Epicureanism also values happiness/pleasure as the sole good. It is the ultimate good by which all other goods claim their worth. Here is the counter-intuitive part: in striving solely for happiness, do we end up falling short of the goal?
A foolish Epicurean might engage in illicit behavior, for example, injecting heroin, as that action elevates his happiness to extreme heights. But this is unsustainable and results in less happiness in the long-run. A sophisticated Epicurean, then, would recognize that he must often times seek happiness in a more roundabout way - indeed, even through suffering.
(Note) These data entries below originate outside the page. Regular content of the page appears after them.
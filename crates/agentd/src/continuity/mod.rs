// SPDX-License-Identifier: BUSL-1.1
// Copyright (c) 2026 Alfred Jean LLC

//! Continuity Ledger (spec §4.6): durable per-agent state that survives
//! crashes, with restart-time context reinjection.

pub mod manager;
pub mod store;

pub use manager::ContinuityManager;
pub use store::LedgerStore;

use serde::{Deserialize, Serialize};
use std::time::{SystemTime, UNIX_EPOCH};

use crate::parser::FileContextEntry;

/// A single timestamped decision (spec §3 "Ledger": `keyDecisions`).
#[derive(Debug, Clone, Serialize, Deserialize)]
pub struct Decision {
    pub text: String,
    pub timestamp_ms: u64,
}

/// Per-agent persistent record (spec §3 "Ledger").
#[derive(Debug, Clone, Serialize, Deserialize)]
pub struct Ledger {
    pub agent_name: String,
    pub agent_id: String,
    pub session_id: String,
    pub cli: String,
    pub current_task: Option<String>,
    pub completed: Vec<String>,
    pub in_progress: Vec<String>,
    pub blocked: Vec<String>,
    pub uncertain_items: Vec<String>,
    pub file_context: Vec<FileContextEntry>,
    pub key_decisions: Vec<Decision>,
    pub updated_at_ms: u64,
}

impl Ledger {
    pub fn new(
        agent_name: impl Into<String>,
        cli: impl Into<String>,
        session_id: impl Into<String>,
        agent_id: impl Into<String>,
    ) -> Self {
        Self {
            agent_name: agent_name.into(),
            agent_id: agent_id.into(),
            session_id: session_id.into(),
            cli: cli.into(),
            current_task: None,
            completed: Vec::new(),
            in_progress: Vec::new(),
            blocked: Vec::new(),
            uncertain_items: Vec::new(),
            file_context: Vec::new(),
            key_decisions: Vec::new(),
            updated_at_ms: now_ms(),
        }
    }

    /// Idempotent insertion into one of the list fields (spec §4.6
    /// `addToList`).
    pub fn add_to_list(&mut self, field: ListField, item: impl Into<String>) {
        let item = item.into();
        let list = match field {
            ListField::Completed => &mut self.completed,
            ListField::InProgress => &mut self.in_progress,
            ListField::Blocked => &mut self.blocked,
            ListField::Uncertain => &mut self.uncertain_items,
        };
        if !list.iter().any(|existing| existing == &item) {
            list.push(item);
        }
        self.touch();
    }

    pub fn add_decision(&mut self, text: impl Into<String>) {
        self.key_decisions.push(Decision { text: text.into(), timestamp_ms: now_ms() });
        self.touch();
    }

    /// Merge a parsed save-block update in place. `agent_id`/`agent_name`
    /// are never overwritten (spec §4.6: "preserved").
    pub fn merge_update(&mut self, update: crate::parser::LedgerUpdate) {
        if let Some(task) = update.current_task {
            self.current_task = Some(task);
        }
        for item in update.completed {
            self.add_to_list(ListField::Completed, item);
        }
        for item in update.in_progress {
            self.add_to_list(ListField::InProgress, item);
        }
        for item in update.blocked {
            self.add_to_list(ListField::Blocked, item);
        }
        for item in update.uncertain_items {
            self.add_to_list(ListField::Uncertain, item);
        }
        for decision in update.key_decisions {
            self.add_decision(decision);
        }
        for entry in update.file_context {
            if !self.file_context.iter().any(|existing| existing.path == entry.path) {
                self.file_context.push(entry);
            }
        }
        self.touch();
    }

    /// Render a compact human-readable block for `->continuity:load`
    /// reinjection (spec §4.6).
    pub fn render_compact(&self) -> String {
        let mut out = String::new();
        if let Some(task) = &self.current_task {
            out.push_str(&format!("Current task: {task}\n"));
        }
        if !self.completed.is_empty() {
            let tail: Vec<&String> = self.completed.iter().rev().take(3).collect();
            out.push_str(&format!("Recently completed: {}\n", join_rev(&tail)));
        }
        if !self.in_progress.is_empty() {
            out.push_str(&format!("In progress: {}\n", self.in_progress.join(", ")));
        }
        if !self.uncertain_items.is_empty() {
            out.push_str(&format!("Uncertain: {}\n", self.uncertain_items.join(", ")));
        }
        out
    }

    fn touch(&mut self) {
        self.updated_at_ms = self.updated_at_ms.max(now_ms());
    }
}

fn join_rev(items: &[&String]) -> String {
    items.iter().rev().map(|s| s.as_str()).collect::<Vec<_>>().join(", ")
}

#[derive(Debug, Clone, Copy)]
pub enum ListField {
    Completed,
    InProgress,
    Blocked,
    Uncertain,
}

pub(crate) fn now_ms() -> u64 {
    SystemTime::now().duration_since(UNIX_EPOCH).map(|d| d.as_millis() as u64).unwrap_or(0)
}

#[cfg(test)]
#[path = "mod_tests.rs"]
mod tests;
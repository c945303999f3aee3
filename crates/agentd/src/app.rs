// SPDX-License-Identifier: BUSL-1.1
// Copyright (c) 2026 Alfred Jean LLC

//! Explicit application context (spec §9 design note: "prefer an explicit
//! application context passed to every component; the 'singleton'
//! behaviour is then just a top-level instance"). Wires the Registry,
//! Switchboard, Continuity Manager, and Agent Manager together from a
//! resolved [`Config`], in place of the teacher's process-wide `AppState`.

use std::sync::Arc;

use tokio_util::sync::CancellationToken;
use tracing::info;
use tracing_subscriber::EnvFilter;

use crate::agent::AgentManager;
use crate::collaborators::{
    CloudPersistenceSink, NullCloudPersistenceSink, PermissiveWorkspacePolicy, ScalingPolicy,
    UnboundedScalingPolicy, WorkspacePolicySource,
};
use crate::config::Config;
use crate::continuity::{ContinuityManager, LedgerStore};
use crate::registry::Registry;
use crate::relay::Switchboard;

/// Everything one running instance of the core needs, built once at
/// startup and handed to every component instead of reached for through a
/// global.
pub struct AppContext {
    pub config: Arc<Config>,
    pub registry: Arc<Registry>,
    pub switchboard: Arc<Switchboard>,
    pub continuity: Arc<ContinuityManager>,
    pub manager: AgentManager,
    pub shutdown: CancellationToken,
}

impl AppContext {
    /// Build the context with the default (permissive, no-op) collaborator
    /// implementations. A host binary that plugs in a real dashboard,
    /// cloud sink, or policy source should use [`AppContext::build_with`]
    /// instead.
    pub fn build(config: Config) -> anyhow::Result<Self> {
        Self::build_with(
            config,
            Arc::new(NullCloudPersistenceSink),
            Arc::new(PermissiveWorkspacePolicy),
            Arc::new(UnboundedScalingPolicy),
        )
    }

    pub fn build_with(
        config: Config,
        cloud_sink: Arc<dyn CloudPersistenceSink>,
        workspace_policy: Arc<dyn WorkspacePolicySource>,
        scaling_policy: Arc<dyn ScalingPolicy>,
    ) -> anyhow::Result<Self> {
        config.validate()?;
        let data_dir = config.resolved_data_dir();
        std::fs::create_dir_all(&data_dir)?;

        let registry = Arc::new(Registry::load(&data_dir)?);
        let switchboard = Arc::new(Switchboard::new(config.dedupe_capacity));
        let store = LedgerStore::open(data_dir.join("ledgers"))?;
        let continuity = Arc::new(ContinuityManager::new(store));
        let config = Arc::new(config);

        let manager = AgentManager::new(
            Arc::clone(&config),
            Arc::clone(&registry),
            Arc::clone(&switchboard),
            Arc::clone(&continuity),
            cloud_sink,
            workspace_policy,
            scaling_policy,
        );

        Ok(Self {
            config,
            registry,
            switchboard,
            continuity,
            manager,
            shutdown: CancellationToken::new(),
        })
    }
}

/// Initialize the global tracing subscriber from `config`. Uses
/// `try_init` so repeated calls (e.g. from integration tests) are
/// harmless.
pub fn init_tracing(config: &Config) {
    let filter = EnvFilter::try_from_default_env()
        .unwrap_or_else(|_| EnvFilter::new(config.log_level.clone()));

    let result = match config.log_format.as_str() {
        "json" => tracing_subscriber::fmt().with_env_filter(filter).json().try_init(),
        _ => tracing_subscriber::fmt().with_env_filter(filter).try_init(),
    };
    drop(result);
}

/// Read-only inspection of a persisted data directory: lists known agents
/// and their ledger summaries without spawning any PTY (spec §9 `--replay`
/// open question, resolved as an offline reconstruction mode).
pub fn replay(data_dir: &std::path::Path) -> anyhow::Result<String> {
    let registry = Registry::load(data_dir)?;
    let store = LedgerStore::open(data_dir.join("ledgers"))?;
    let mut out = String::new();
    for (name, record) in registry.all() {
        out.push_str(&format!("{} ({}, {})\n", name, record.id, record.provider));
        if let Some(ledger) = store.find_by_agent_id(&record.id) {
            let compact = ledger.render_compact();
            if !compact.is_empty() {
                out.push_str(&compact);
            }
        }
    }
    Ok(out)
}

/// Run the core standalone: build the context, wait for a shutdown
/// signal, then stop every running agent cooperatively. Agent spawning
/// itself is delegated to an embedding program (spec §6); this entry
/// point only owns process lifetime and signal handling when run as a
/// bare daemon.
pub async fn run(config: Config) -> anyhow::Result<()> {
    init_tracing(&config);

    if let Some(ref replay_dir) = config.replay {
        let summary = replay(replay_dir)?;
        print!("{summary}");
        return Ok(());
    }

    let ctx = AppContext::build(config)?;
    info!(data_dir = %ctx.config.resolved_data_dir().display(), "agentd ready");

    wait_for_shutdown_signal().await;
    info!("shutdown signal received, stopping agents");

    let workspaces: Vec<String> =
        ctx.manager.list().into_iter().map(|a| a.workspace_id).collect();
    for workspace_id in workspaces {
        ctx.manager.stop_all_in_workspace(&workspace_id).await;
    }
    ctx.shutdown.cancel();

    Ok(())
}

async fn wait_for_shutdown_signal() {
    let mut sigterm = match tokio::signal::unix::signal(tokio::signal::unix::SignalKind::terminate())
    {
        Ok(s) => Some(s),
        Err(_) => None,
    };
    let mut sigint = match tokio::signal::unix::signal(tokio::signal::unix::SignalKind::interrupt())
    {
        Ok(s) => Some(s),
        Err(_) => None,
    };

    tokio::select! {
        _ = async {
            match sigterm.as_mut() {
                Some(s) => s.recv().await,
                None => std::future::pending().await,
            }
        } => {}
        _ = async {
            match sigint.as_mut() {
                Some(s) => s.recv().await,
                None => std::future::pending().await,
            }
        } => {}
    }
}

#[cfg(test)]
#[path = "app_tests.rs"]
mod tests;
There is no problem with this so far. But what if, in striving solely for happiness as the ultimate goal, we end up not truly achieving it? If we are to prioritize happiness over all else, then everything else becomes a means to an end. Our relationships, our loved ones, our talents, careers, and projects, are only valuable in their ultimate ability to bring us happiness to us. Is this the right way to view them? I understand that this is a fact if happiness should be seen as the ultimate good. I believe it should be. But in viewing all of these aspects of life as a means to an end, do we lose a certain connection with them that is only possible if they are viewed as ends in themselves?
Let me try to make this less abstract of a discussion. Pretend, for example, that I am a man with a wife, two kids, and a horrible job. I work because I need to provide for my family. But I am miserable all the time, as I work most of my days and only come home to watch TV for an hour and sleep. If I am only tending to a family and job as a means to an ultimate end - my own happiness - should I not simply quit my job and leave my family, move to Costa Rica with my savings, and live a relaxing life on the beach? Surely friends are integral for happiness, but it would be easy to make new friends. If I have no moral integrity nor empathy, my knowledge of the immense pain I must have brought my family would not even bother me. Maybe I am a more effective Epicurean for lacking this moral character altogether. Let's assume I am snide enough to hide my nature.
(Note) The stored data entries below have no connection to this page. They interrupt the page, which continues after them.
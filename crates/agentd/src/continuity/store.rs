// SPDX-License-Identifier: BUSL-1.1
// Copyright (c) 2026 Alfred Jean LLC

//! Ledger persistence: one JSON file per agent, atomic writes, and an
//! agent-id index for O(1) resume-by-id (spec §4.6).

use std::collections::HashMap;
use std::io::Write;
use std::path::{Path, PathBuf};
use std::sync::Arc;
use std::time::Duration;

use parking_lot::Mutex as SyncMutex;
use sha2::{Digest, Sha256};
use tokio::sync::Mutex as AsyncMutex;

use crate::error::{AgentError, ErrorKind};

use super::Ledger;

const LOCK_BASE_BACKOFF: Duration = Duration::from_millis(100);
const LOCK_MAX_BACKOFF: Duration = Duration::from_secs(2);
const LOCK_TOTAL_TIMEOUT: Duration = Duration::from_secs(10);

fn sanitize(name: &str) -> anyhow::Result<String> {
    if name.is_empty() || name.contains('/') || name.contains('\\') {
        anyhow::bail!("agent name must be non-empty and free of path separators");
    }
    Ok(name.to_string())
}

fn file_name_for(name: &str) -> String {
    let mut hasher = Sha256::new();
    hasher.update(name.as_bytes());
    let digest = hasher.finalize();
    let prefix = digest.iter().take(4).map(|b| format!("{b:02x}")).collect::<String>();
    format!("{name}_{prefix}.json")
}

/// Persists `Ledger`s as one JSON file per agent under `dir`, with an
/// `_agent-id-index.json` mapping `agentId → agentName`.
pub struct LedgerStore {
    dir: PathBuf,
    index: SyncMutex<HashMap<String, String>>,
    locks: SyncMutex<HashMap<String, Arc<AsyncMutex<()>>>>,
}

impl LedgerStore {
    pub fn open(dir: impl Into<PathBuf>) -> anyhow::Result<Self> {
        let dir = dir.into();
        std::fs::create_dir_all(&dir)?;
        let index = load_index(&dir).unwrap_or_default();
        Ok(Self { dir, index: SyncMutex::new(index), locks: SyncMutex::new(HashMap::new()) })
    }

    fn lock_for(&self, name: &str) -> Arc<AsyncMutex<()>> {
        self.locks.lock().entry(name.to_string()).or_insert_with(|| Arc::new(AsyncMutex::new(()))).clone()
    }

    async fn acquire(&self, name: &str) -> Result<tokio::sync::OwnedMutexGuard<()>, AgentError> {
        let lock = self.lock_for(name);
        let deadline = tokio::time::Instant::now() + LOCK_TOTAL_TIMEOUT;
        let mut backoff = LOCK_BASE_BACKOFF;
        loop {
            if let Ok(guard) = lock.clone().try_lock_owned() {
                return Ok(guard);
            }
            if tokio::time::Instant::now() >= deadline {
                return Err(AgentError::new(
                    "continuity-store",
                    ErrorKind::LockTimeout,
                    format!("timed out acquiring ledger lock for {name}"),
                ));
            }
            tokio::time::sleep(backoff).await;
            backoff = (backoff * 2).min(LOCK_MAX_BACKOFF);
        }
    }

    pub async fn create(
        &self,
        name: &str,
        cli: &str,
        session_id: &str,
        agent_id: &str,
    ) -> anyhow::Result<Ledger> {
        let name = sanitize(name)?;
        let _guard = self.acquire(&name).await?;
        let ledger = Ledger::new(name.clone(), cli, session_id, agent_id);
        self.write_locked(&name, &ledger)?;
        self.index.lock().insert(agent_id.to_string(), name);
        self.persist_index()?;
        Ok(ledger)
    }

    pub async fn save(&self, name: &str, ledger: &Ledger) -> anyhow::Result<()> {
        let _guard = self.acquire(name).await?;
        self.write_locked(name, ledger)?;
        self.index.lock().insert(ledger.agent_id.clone(), name.to_string());
        self.persist_index()?;
        Ok(())
    }

    pub fn load(&self, name: &str) -> Option<Ledger> {
        let path = self.dir.join(file_name_for(name));
        let contents = std::fs::read_to_string(path).ok()?;
        serde_json::from_str(&contents).ok()
    }

    pub async fn update(
        &self,
        name: &str,
        apply: impl FnOnce(&mut Ledger),
    ) -> anyhow::Result<Option<Ledger>> {
        let _guard = self.acquire(name).await?;
        let Some(mut ledger) = self.load(name) else { return Ok(None) };
        let agent_id = ledger.agent_id.clone();
        let agent_name = ledger.agent_name.clone();
        apply(&mut ledger);
        ledger.agent_id = agent_id;
        ledger.agent_name = agent_name;
        self.write_locked(name, &ledger)?;
        Ok(Some(ledger))
    }

    /// Resolve an agent id to its current ledger via the index, falling
    /// back to a full scan (and index repair) on a stale hit.
    pub fn find_by_agent_id(&self, agent_id: &str) -> Option<Ledger> {
        if let Some(name) = self.index.lock().get(agent_id).cloned() {
            if let Some(ledger) = self.load(&name) {
                if ledger.agent_id == agent_id {
                    return Some(ledger);
                }
            }
            self.index.lock().remove(agent_id);
        }

        let found = self.scan_for_agent_id(agent_id)?;
        self.index.lock().insert(agent_id.to_string(), found.agent_name.clone());
        let _ = self.persist_index();
        Some(found)
    }

    pub fn rebuild_index(&self) -> anyhow::Result<()> {
        let mut index = HashMap::new();
        for entry in std::fs::read_dir(&self.dir)? {
            let entry = entry?;
            let path = entry.path();
            if path.extension().and_then(|e| e.to_str()) != Some("json") {
                continue;
            }
            if path.file_name().and_then(|n| n.to_str()) == Some("_agent-id-index.json") {
                continue;
            }
            if let Ok(contents) = std::fs::read_to_string(&path) {
                if let Ok(ledger) = serde_json::from_str::<Ledger>(&contents) {
                    index.insert(ledger.agent_id, ledger.agent_name);
                }
            }
        }
        *self.index.lock() = index;
        self.persist_index()
    }

    fn scan_for_agent_id(&self, agent_id: &str) -> Option<Ledger> {
        let entries = std::fs::read_dir(&self.dir).ok()?;
        for entry in entries.flatten() {
            let path = entry.path();
            if path.file_name().and_then(|n| n.to_str()) == Some("_agent-id-index.json") {
                continue;
            }
            if let Ok(contents) = std::fs::read_to_string(&path) {
                if let Ok(ledger) = serde_json::from_str::<Ledger>(&contents) {
                    if ledger.agent_id == agent_id {
                        return Some(ledger);
                    }
                }
            }
        }
        None
    }

    /// Case-insensitive substring search across all ledgers, ranked by
    /// recency (spec §4.6 `search`).
    pub fn search(&self, query: &str, limit: usize) -> Vec<Ledger> {
        let query = query.to_lowercase();
        let mut matches: Vec<Ledger> = Vec::new();
        let Ok(entries) = std::fs::read_dir(&self.dir) else { return matches };
        for entry in entries.flatten() {
            let path = entry.path();
            if path.extension().and_then(|e| e.to_str()) != Some("json") {
                continue;
            }
            let Ok(contents) = std::fs::read_to_string(&path) else { continue };
            let Ok(ledger) = serde_json::from_str::<Ledger>(&contents) else { continue };
            if contents.to_lowercase().contains(&query) {
                matches.push(ledger);
            }
        }
        matches.sort_by(|a, b| b.updated_at_ms.cmp(&a.updated_at_ms));
        matches.truncate(limit);
        matches
    }

    fn write_locked(&self, name: &str, ledger: &Ledger) -> anyhow::Result<()> {
        let path = self.dir.join(file_name_for(name));
        let json = serde_json::to_vec_pretty(ledger)?;
        let ts = std::time::SystemTime::now()
            .duration_since(std::time::UNIX_EPOCH)
            .map(|d| d.as_nanos())
            .unwrap_or(0);
        let tmp_path = path.with_extension(format!("json.tmp.{ts}"));
        let mut tmp = std::fs::File::create(&tmp_path)?;
        tmp.write_all(&json)?;
        tmp.sync_all()?;
        std::fs::rename(&tmp_path, &path)?;
        Ok(())
    }

    fn persist_index(&self) -> anyhow::Result<()> {
        let path = self.dir.join("_agent-id-index.json");
        let json = serde_json::to_vec_pretty(&*self.index.lock())?;
        let ts = std::time::SystemTime::now()
            .duration_since(std::time::UNIX_EPOCH)
            .map(|d| d.as_nanos())
            .unwrap_or(0);
        let tmp_path = path.with_extension(format!("json.tmp.{ts}"));
        let mut tmp = std::fs::File::create(&tmp_path)?;
        tmp.write_all(&json)?;
        tmp.sync_all()?;
        std::fs::rename(&tmp_path, &path)?;
        Ok(())
    }
}

fn load_index(dir: &Path) -> Option<HashMap<String, String>> {
    let path = dir.join("_agent-id-index.json");
    let contents = std::fs::read_to_string(path).ok()?;
    serde_json::from_str(&contents).ok()
}

#[cfg(test)]
#[path = "store_tests.rs"]
mod tests;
I have found in my own life that if I conduct my life in a manner that I can be proud of (ie, with strong moral principles), then generally I find my relationships improve. There are certain sacrifices that must be made that are irrational in a framework of happiness as one's only true goal. These sacrifices may not immediately appear to eventually increase one's own net happiness, but in fact do. Sometimes certain sacrifices and struggles appear to lead only to more sacrifice and struggle, rather than to happiness. A sophisticated Epicurean may very well abandon these toils for the path that visibly leads to happiness. But what if, at the end of the tunnel, the light that exposed itself is dimmer than the light that hid in the darkness?
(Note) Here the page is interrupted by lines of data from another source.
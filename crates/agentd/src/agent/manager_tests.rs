// SPDX-License-Identifier: BUSL-1.1
// Copyright (c) 2026 Alfred Jean LLC

use std::sync::Arc;
use std::time::Duration;

use bytes::Bytes;

use super::*;
use crate::collaborators::{
    NullCloudPersistenceSink, PermissiveWorkspacePolicy, UnboundedScalingPolicy,
    WorkspacePolicySource,
};
use crate::continuity::store::LedgerStore;
use crate::continuity::ContinuityManager;
use crate::error::ErrorKind;
use crate::events::ManagerEvent;
use crate::registry::Registry;
use crate::relay::Switchboard;

async fn test_manager() -> (tempfile::TempDir, AgentManager) {
    test_manager_with_policy(Arc::new(PermissiveWorkspacePolicy)).await
}

async fn test_manager_with_policy(
    policy: Arc<dyn WorkspacePolicySource>,
) -> (tempfile::TempDir, AgentManager) {
    let dir = tempfile::tempdir().expect("tempdir");
    let mut config = Config::default();
    config.data_dir = Some(dir.path().to_path_buf());
    config.ring_size = 8192;
    config.idle_min_silence_ms = 50;
    let config = Arc::new(config);

    let registry = Arc::new(Registry::load(dir.path()).expect("registry load"));
    let switchboard = Arc::new(Switchboard::new(config.dedupe_capacity));
    let store = LedgerStore::open(dir.path().join("ledgers")).expect("ledger store");
    let continuity = Arc::new(ContinuityManager::new(store));

    let manager = AgentManager::new(
        config,
        registry,
        switchboard,
        continuity,
        Arc::new(NullCloudPersistenceSink),
        policy,
        Arc::new(UnboundedScalingPolicy),
    );
    (dir, manager)
}

async fn test_manager_with_config(
    mutate: impl FnOnce(&mut Config),
) -> (tempfile::TempDir, AgentManager) {
    let dir = tempfile::tempdir().expect("tempdir");
    let mut config = Config::default();
    config.data_dir = Some(dir.path().to_path_buf());
    config.ring_size = 8192;
    config.idle_min_silence_ms = 50;
    mutate(&mut config);
    let config = Arc::new(config);

    let registry = Arc::new(Registry::load(dir.path()).expect("registry load"));
    let switchboard = Arc::new(Switchboard::new(config.dedupe_capacity));
    let store = LedgerStore::open(dir.path().join("ledgers")).expect("ledger store");
    let continuity = Arc::new(ContinuityManager::new(store));

    let manager = AgentManager::new(
        config,
        registry,
        switchboard,
        continuity,
        Arc::new(NullCloudPersistenceSink),
        Arc::new(PermissiveWorkspacePolicy),
        Arc::new(UnboundedScalingPolicy),
    );
    (dir, manager)
}

fn write_crash_script(dir: &std::path::Path) -> std::path::PathBuf {
    use std::fs;
    use std::os::unix::fs::PermissionsExt;

    let path = dir.join("crash.sh");
    fs::write(&path, "#!/bin/sh\nexit 1\n").expect("write script");
    fs::set_permissions(&path, fs::Permissions::from_mode(0o755)).expect("chmod script");
    path
}

fn spawn_request(name: &str) -> SpawnRequest {
    SpawnRequest {
        name: name.to_string(),
        provider: "/bin/cat".to_string(),
        task: String::new(),
        resume_agent_id: None,
    }
}

#[tokio::test]
async fn spawn_lists_and_stops_agent() {
    let (_dir, manager) = test_manager().await;
    let info =
        manager.spawn("ws1", std::env::temp_dir(), spawn_request("cat1")).await.expect("spawn");
    assert_eq!(info.name, "cat1");
    assert_eq!(info.status, AgentStatus::Running);
    assert!(manager.list().iter().any(|a| a.name == "cat1"));

    manager.stop("cat1").await.expect("stop");
    assert!(manager.list().iter().all(|a| a.name != "cat1"));
}

#[tokio::test]
async fn duplicate_name_is_rejected() {
    let (_dir, manager) = test_manager().await;
    let cwd = std::env::temp_dir();
    manager.spawn("ws1", cwd.clone(), spawn_request("dup")).await.expect("first spawn");

    let err = manager.spawn("ws1", cwd, spawn_request("dup")).await.unwrap_err();
    assert_eq!(err.kind, ErrorKind::SpawnError);

    manager.stop("dup").await.ok();
}

struct DenyAll;

impl WorkspacePolicySource for DenyAll {
    fn may_spawn(&self, _workspace_id: &str, _provider: &str) -> bool {
        false
    }
}

#[tokio::test]
async fn workspace_policy_denial_blocks_spawn() {
    let (_dir, manager) = test_manager_with_policy(Arc::new(DenyAll)).await;
    let err = manager
        .spawn("ws1", std::env::temp_dir(), spawn_request("denied"))
        .await
        .unwrap_err();
    assert_eq!(err.kind, ErrorKind::SpawnError);
    assert!(manager.list().is_empty());
}

#[tokio::test]
async fn stop_unknown_agent_errors() {
    let (_dir, manager) = test_manager().await;
    assert!(manager.stop("ghost").await.is_err());
}

#[tokio::test]
async fn send_input_reaches_child_pty() {
    let (_dir, manager) = test_manager().await;
    let info = manager
        .spawn("ws1", std::env::temp_dir(), spawn_request("echoer"))
        .await
        .expect("spawn");

    manager.send_input(&info.name, Bytes::from_static(b"ping\n")).await.expect("write");
    tokio::time::sleep(Duration::from_millis(300)).await;

    let output = manager.get_output(&info.name, 0, None).unwrap_or_default();
    let text = String::from_utf8_lossy(&output);
    assert!(text.contains("ping"), "unexpected output: {text:?}");

    manager.stop(&info.name).await.ok();
}

#[tokio::test]
async fn stop_all_in_workspace_clears_only_that_workspace() {
    let (_dir, manager) = test_manager().await;
    manager.spawn("ws1", std::env::temp_dir(), spawn_request("a1")).await.expect("spawn a1");
    manager.spawn("ws2", std::env::temp_dir(), spawn_request("b1")).await.expect("spawn b1");

    manager.stop_all_in_workspace("ws1").await;

    let names: Vec<String> = manager.list().into_iter().map(|a| a.name).collect();
    assert!(!names.contains(&"a1".to_string()));
    assert!(names.contains(&"b1".to_string()));

    manager.stop_all_in_workspace("ws2").await;
}

/// Carries restart history across restarts: the second crash within the
/// backoff window must be declared permanently dead, not reset to a fresh
/// one-attempt-per-call restart policy.
#[tokio::test]
async fn restart_history_persists_until_permanently_dead() {
    let (_dir, manager) = test_manager_with_config(|c| {
        c.max_restarts = 1;
        c.backoff_window_secs = 60;
    })
    .await;
    let scripts = tempfile::tempdir().expect("scripts dir");
    let script = write_crash_script(scripts.path());

    let mut events = manager.events();
    manager
        .spawn(
            "ws1",
            scripts.path().to_path_buf(),
            SpawnRequest {
                name: "flaky".to_string(),
                provider: script.to_str().unwrap().to_string(),
                task: String::new(),
                resume_agent_id: None,
            },
        )
        .await
        .expect("spawn flaky");

    let mut restarted_attempt = None;
    let deadline = tokio::time::Instant::now() + Duration::from_secs(5);
    while tokio::time::Instant::now() < deadline && restarted_attempt.is_none() {
        if let Ok(Ok(ManagerEvent::Restarted { name, attempt })) =
            tokio::time::timeout(Duration::from_millis(200), events.recv()).await
        {
            if name == "flaky" {
                restarted_attempt = Some(attempt);
            }
        }
    }
    assert_eq!(restarted_attempt, Some(1), "first restart should be attempt 1");

    let mut stopped = false;
    let deadline = tokio::time::Instant::now() + Duration::from_secs(5);
    while tokio::time::Instant::now() < deadline && !stopped {
        if let Ok(Ok(ManagerEvent::Stopped { name })) =
            tokio::time::timeout(Duration::from_millis(200), events.recv()).await
        {
            if name == "flaky" {
                stopped = true;
            }
        }
    }
    assert!(stopped, "agent should be permanently stopped after exceeding max_restarts");
    assert!(
        manager.list().into_iter().all(|a| a.name != "flaky"),
        "permanently dead agent should be removed from the live set"
    );
}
I have arrived personally at this conclusion: to truly achieve happiness, I should live by virtue ethics and become the best person I can be. Become a virtuous person - honest, resilient, tempered, loyal - and a happy life will follow. It seems happiness is most attracted to the good man, rather than the man who is not willing to do things which have an obscured connection to happiness. This is just my opinion that I have arrived at through personal experience.
So - the decision procedure for action: virtue ethics. The sole good, and the truth about our existence: Epicureanism. I have always noticed a huge amount of interplay between Stoicism and Epicureanism despite their differences and fights.
What do you all think? Are certain toils impossible to rationally engage under an Epicurean framework? Does moral character allow for more happiness, or does it restrict happiness? Looking forward to your input.